Tuesday, December 27, 2016

Seven days of weather in 13 seconds!

One of the nice things about teaching today compared to when I started in 1982 is the availability of real-time weather-related images and animations. Here's a cool resource provided by the Space Science and Engineering Center at the University of Wisconsin-Madison. It shows 7 days of infrared satellite imagery in a 13-second loop. It moves pretty fast, but you can pause it to point out mid-latitude cyclones, Chinook arches, etc. CLICK HERE to watch it. This page provides several other viewing options, including GOES-East or West, infrared, water vapor, or visible, full-disk or continental US.

Another fun way to show current weather in motion is the WW2010 site provided by the University of Illinois. Once the page open, click on one of the image options, then select animate, choose the number of frames (4-96 hours), and then select "play" or advance the animation one frame at a time.

Saturday, December 17, 2016

'Tis the Week to Explain the Solstice

The Winter Solstice will occur at 3:44 am MST on Wednesday, December 21. It always amazes me at how many adults do not understand the cause of the seasons, or why the length of day varies throughout the year. A significant percentage think that the seasons are caused by Earth being closer to the Sun in the summer, and farther in the winter. Actually, Earth is closest to the Sun in early January and farthest in early July! As for the length of day, I think many do connect it with Earth's tilt, but few can really explain the dynamics. Try this sometime this week . . . Give your students a few minutes at the start of class to answer two questions on a slip of paper. Have them hand them in, and then use the resources below to explain the answers.

1. What causes Earth to experience seasons?

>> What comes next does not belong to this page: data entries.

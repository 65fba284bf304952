use std::convert::Infallible;
use std::time::Duration;

/// Count coercion never fails: non-numeric, negative, and zero input all
/// fall back to a single request.
pub(crate) fn parse_count(s: &str) -> Result<u64, Infallible> {
    Ok(s.trim()
        .parse::<u64>()
        .ok()
        .filter(|count| *count >= 1)
        .unwrap_or(1))
}

pub(crate) fn parse_duration_ms(s: &str) -> Result<Duration, String> {
    let millis: u64 = s
        .trim()
        .parse()
        .map_err(|err| format!("Invalid milliseconds value: {}", err))?;
    if millis == 0 {
        return Err("Timeout must be >= 1 ms".to_owned());
    }
    Ok(Duration::from_millis(millis))
}
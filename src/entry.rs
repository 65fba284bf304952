//! Process entry: argument parsing, config application, runtime setup.
use clap::{ArgMatches, CommandFactory, FromArgMatches};

use crate::args::CliArgs;
use crate::config::{apply_config, load_config};
use crate::dispatch::{self, DispatchTarget};
use crate::error::AppResult;
use crate::logger;

/// Parses arguments, applies any config file, and runs the dispatch.
///
/// # Errors
///
/// Returns an error when the config file is invalid, the runtime cannot
/// be built, or the dispatch itself fails to start. Per-request failures
/// are counted, not returned, so a run with failures still exits 0.
pub fn run() -> AppResult<()> {
    let (mut args, matches) = parse_args()?;
    logger::init_logging(args.verbose, args.no_color);

    if let Some(config) = load_config(args.config.as_deref())? {
        apply_config(&mut args, &matches, config)?;
    }

    let runtime = tokio::runtime::Builder::new_multi_thread()
        .enable_all()
        .build()?;

    runtime.block_on(run_async(&args))
}

fn parse_args() -> AppResult<(CliArgs, ArgMatches)> {
    let matches = CliArgs::command().get_matches();
    let args = CliArgs::from_arg_matches(&matches)?;
    Ok((args, matches))
}

async fn run_async(args: &CliArgs) -> AppResult<()> {
    let target = DispatchTarget {
        host: args.host.clone(),
        port: args.port,
        path: args.path.clone(),
    };
    let summary = dispatch::run(&target, args.count, args.timeout).await?;
    tracing::debug!(
        "run complete: total={}, succeeded={}, failed={}",
        summary.total,
        summary.succeeded,
        summary.failed
    );
    Ok(())
}
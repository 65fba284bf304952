use serde::Deserialize;

/// On-disk configuration. Every field is optional; values supplied on the
/// command line or via environment win over the file.
#[derive(Debug, Clone, Default, Deserialize)]
#[serde(deny_unknown_fields)]
pub struct ConfigFile {
    pub host: Option<String>,
    pub port: Option<u16>,
    pub path: Option<String>,
    pub count: Option<u64>,
    pub timeout_ms: Option<u64>,
}
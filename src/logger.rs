use tracing_subscriber::{EnvFilter, FmtSubscriber};

/// Diagnostics go to stderr so they never interleave with the dispatch
/// output on stdout.
pub fn init_logging(verbose: bool, no_color: bool) {
    let filter = std::env::var("VOLLEY_LOG")
        .or_else(|_| std::env::var("RUST_LOG"))
        .map_or_else(
            |_| {
                if verbose {
                    EnvFilter::new("debug")
                } else {
                    EnvFilter::new("info")
                }
            },
            |value| EnvFilter::try_new(value).unwrap_or_else(|_| EnvFilter::new("info")),
        );

    let subscriber = FmtSubscriber::builder()
        .with_env_filter(filter)
        .with_ansi(!no_color)
        .with_writer(std::io::stderr)
        .finish();

    if let Err(err) = tracing::subscriber::set_global_default(subscriber) {
        eprintln!("Failed to set global default subscriber: {}", err);
    }
}
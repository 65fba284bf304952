use std::time::Duration;

use clap::Parser;

use super::parsers::{parse_count, parse_duration_ms};

#[derive(Debug, Parser, Clone)]
#[clap(
    version,
    about = "Concurrent HTTP GET fan-out harness - fires N requests at once and reports per-request outcomes plus a final success/failure summary."
)]
pub struct CliArgs {
    /// Number of requests to issue; anything unparsable or zero falls back to 1
    #[arg(default_value = "1", value_parser = parse_count, allow_hyphen_values = true)]
    pub count: u64,

    /// Target host
    #[arg(long, env = "VOLLEY_HOST", default_value = "127.0.0.1")]
    pub host: String,

    /// Target port
    #[arg(long, env = "VOLLEY_PORT", default_value_t = 8888)]
    pub port: u16,

    /// Target path
    #[arg(long, env = "VOLLEY_PATH", default_value = "/hello/")]
    pub path: String,

    /// Request timeout in milliseconds
    #[arg(long = "timeout", env = "VOLLEY_TIMEOUT_MS", default_value = "10000", value_parser = parse_duration_ms)]
    pub timeout: Duration,

    /// Path to a TOML config file (volley.toml in the working directory is
    /// picked up automatically)
    #[arg(long, short)]
    pub config: Option<String>,

    /// Enable debug logging
    #[arg(long, short)]
    pub verbose: bool,

    /// Disable ANSI colors in log output
    #[arg(long)]
    pub no_color: bool,
}
//! HTTP client wrapper: default headers, bearer-token auth, form or JSON
//! request bodies, and normalized responses.
mod build;


use std::collections::BTreeMap;
use std::time::Duration;

use futures_util::StreamExt;
use reqwest::Url;
use serde_json::Value;
use tracing::debug;

use crate::error::HttpError;

use build::{build_target_url, encode_body, layer_headers};

#[derive(Debug, Clone, Copy, PartialEq, Eq)]
pub enum Method {
    Get,
    Post,
    Put,
    Patch,
    Delete,
}

impl Method {
    #[must_use]
    pub const fn as_str(self) -> &'static str {
        match self {
            Method::Get => "GET",
            Method::Post => "POST",
            Method::Put => "PUT",
            Method::Patch => "PATCH",
            Method::Delete => "DELETE",
        }
    }
}

/// Body encoding selected at client construction time.
#[derive(Debug, Clone, Copy, PartialEq, Eq)]
pub enum BodyMode {
    Form,
    Json,
}

/// Default connection options shared by every request the client issues.
#[derive(Debug, Clone, Copy)]
pub struct ClientOptions {
    pub timeout: Duration,
}

impl Default for ClientOptions {
    fn default() -> Self {
        Self {
            timeout: Duration::from_millis(10_000),
        }
    }
}

/// Normalized outcome of a completed request.
#[derive(Debug, Clone, PartialEq, Eq)]
pub struct ClientResponse {
    pub status: u16,
    pub message: String,
    pub body: String,
}

/// Client bound to one base endpoint.
///
/// Headers are layered per call, later wins: defaults, then content
/// headers when a body is present, then `authorization` when a token is
/// set, then caller overrides. Header names are case-sensitive here; the
/// transport normalizes them on the wire.
#[derive(Debug)]
pub struct HttpClient {
    base_url: String,
    mode: BodyMode,
    inner: reqwest::Client,
    default_headers: BTreeMap<String, String>,
    token: Option<String>,
    debug: bool,
}

impl HttpClient {
    /// Builds a client for `base_url`, whose scheme selects plaintext or
    /// TLS transport.
    ///
    /// # Errors
    ///
    /// Returns an error when `base_url` is not an absolute http(s) URL or
    /// the underlying client cannot be constructed.
    pub fn new(base_url: &str, mode: BodyMode, options: ClientOptions) -> Result<Self, HttpError> {
        let parsed = Url::parse(base_url).map_err(|err| HttpError::InvalidUrl {
            url: base_url.to_owned(),
            source: err,
        })?;
        let scheme = parsed.scheme();
        if scheme != "http" && scheme != "https" {
            return Err(HttpError::UnsupportedScheme {
                scheme: scheme.to_owned(),
            });
        }
        let inner = reqwest::Client::builder()
            .timeout(options.timeout)
            .build()
            .map_err(|err| HttpError::BuildClientFailed { source: err })?;

        Ok(Self {
            base_url: base_url.trim_end_matches('/').to_owned(),
            mode,
            inner,
            default_headers: BTreeMap::new(),
            token: None,
            debug: true,
        })
    }

    pub const fn set_debug(&mut self, flag: bool) {
        self.debug = flag;
    }

    pub fn set_token(&mut self, token: Option<String>) {
        self.token = token;
    }

    /// Last write wins; the key is case-sensitive.
    pub fn add_default_header(&mut self, name: &str, value: &str) {
        self.default_headers
            .insert(name.to_owned(), value.to_owned());
    }

    pub fn remove_default_header(&mut self, name: &str) {
        self.default_headers.remove(name);
    }

    /// Issues one request and resolves it once the response body has been
    /// fully received. Exactly one `Ok` or `Err` per call; no retries.
    ///
    /// # Errors
    ///
    /// Returns an error when the target URL cannot be formed, the body
    /// cannot be serialized in the configured mode, or the transport
    /// fails before the response ends.
    pub async fn request(
        &self,
        method: Method,
        path: &str,
        query: &[(String, String)],
        body: Option<&Value>,
        overrides: &[(String, String)],
    ) -> Result<ClientResponse, HttpError> {
        let url = build_target_url(&self.base_url, path, query)?;
        let payload = body
            .map(|value| encode_body(self.mode, value))
            .transpose()?;
        let headers = layer_headers(
            &self.default_headers,
            self.mode,
            payload.as_deref(),
            self.token.as_deref(),
            overrides,
        );

        let mut builder = match method {
            Method::Get => self.inner.get(url.clone()),
            Method::Post => self.inner.post(url.clone()),
            Method::Put => self.inner.put(url.clone()),
            Method::Patch => self.inner.patch(url.clone()),
            Method::Delete => self.inner.delete(url.clone()),
        };
        for (name, value) in &headers {
            builder = builder.header(name, value);
        }
        if let Some(payload) = payload {
            builder = builder.body(payload);
        }
        let request = builder
            .build()
            .map_err(|err| HttpError::BuildRequestFailed { source: err })?;

        match self.execute(request).await {
            Ok(response) => {
                if self.debug {
                    debug!(
                        "{} {} -> {} {}",
                        method.as_str(),
                        url,
                        response.status,
                        response.message
                    );
                }
                Ok(response)
            }
            Err(err) => {
                if self.debug {
                    debug!("{} {} -> {}", method.as_str(), url, err);
                }
                Err(err)
            }
        }
    }

    /// Convenience wrapper for a body-less GET.
    ///
    /// # Errors
    ///
    /// See [`HttpClient::request`].
    pub async fn get(
        &self,
        path: &str,
        query: &[(String, String)],
        overrides: &[(String, String)],
    ) -> Result<ClientResponse, HttpError> {
        self.request(Method::Get, path, query, None, overrides).await
    }

    /// Convenience wrapper for a POST in the configured body mode.
    ///
    /// # Errors
    ///
    /// See [`HttpClient::request`].
    pub async fn post(
        &self,
        path: &str,
        query: &[(String, String)],
        body: Option<&Value>,
        overrides: &[(String, String)],
    ) -> Result<ClientResponse, HttpError> {
        self.request(Method::Post, path, query, body, overrides)
            .await
    }

    async fn execute(&self, request: reqwest::Request) -> Result<ClientResponse, HttpError> {
        let response = self
            .inner
            .execute(request)
            .await
            .map_err(|err| HttpError::Transport { source: err })?;
        let status = response.status();
        let message = status.canonical_reason().unwrap_or_default().to_owned();
        let body = drain_body(response)
            .await
            .map_err(|err| HttpError::Transport { source: err })?;
        Ok(ClientResponse {
            status: status.as_u16(),
            message,
            body,
        })
    }
}

async fn drain_body(response: reqwest::Response) -> Result<String, reqwest::Error> {
    let mut stream = response.bytes_stream();
    let mut body = String::new();
    while let Some(chunk) = stream.next().await {
        let bytes = chunk?;
        body.push_str(&String::from_utf8_lossy(&bytes));
    }
    Ok(body)
}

2. Why is the length of daylight longer in the summer and shorter in the winter?

CLICK HERE to see an animation courtesy of the Santa Barbara City College Dept. of Physics and Engineering. I project the animation onto a big screen and use it to explain the solstice (and its relationship to the length of daylight). CLICK HERE for more information about the solstice. CLICK HERE to see another animation (courtesy of Prentice Hall). CLICK HERE to get sunrise and sunset times for your city.

CAUTION: Animations and diagrams often depict the shape of Earth's orbit as being more elliptical than it really is. If you were to draw our orbit on the board, it would look like a circle. Here is another resource that may help. Once the page open, the diagram titled "Eccentricity" is a good one. This Hours Explorer is pretty slick too! (Thanks, Rick)

Merry Christmas!

Thursday, December 15, 2016

A picture is worth a thousand words . . .

It is very important that students understand how water drains off the land to form streams and rivers that eventually (usually) flow to the ocean. Images like this will definitely help. CLICK HERE to see several other images and an impressive animation, created by Imgur user Fejetlenfej,a geographer and GIS analyst.

A map such as the one shown above can be very effective in helping explain the concept of watersheds (and divides). Click on the map to enlarge - and appreciate the detail. It might also serve as the focus of a "bell-ringer". For example, have students write out 3 quality questions about the map - stipulating that each question must begin with the word "why". Then in your discussion of the bell-ringer, ask if they would be able to use the map to mark the location of the Continental Divide (aka the Great Divide).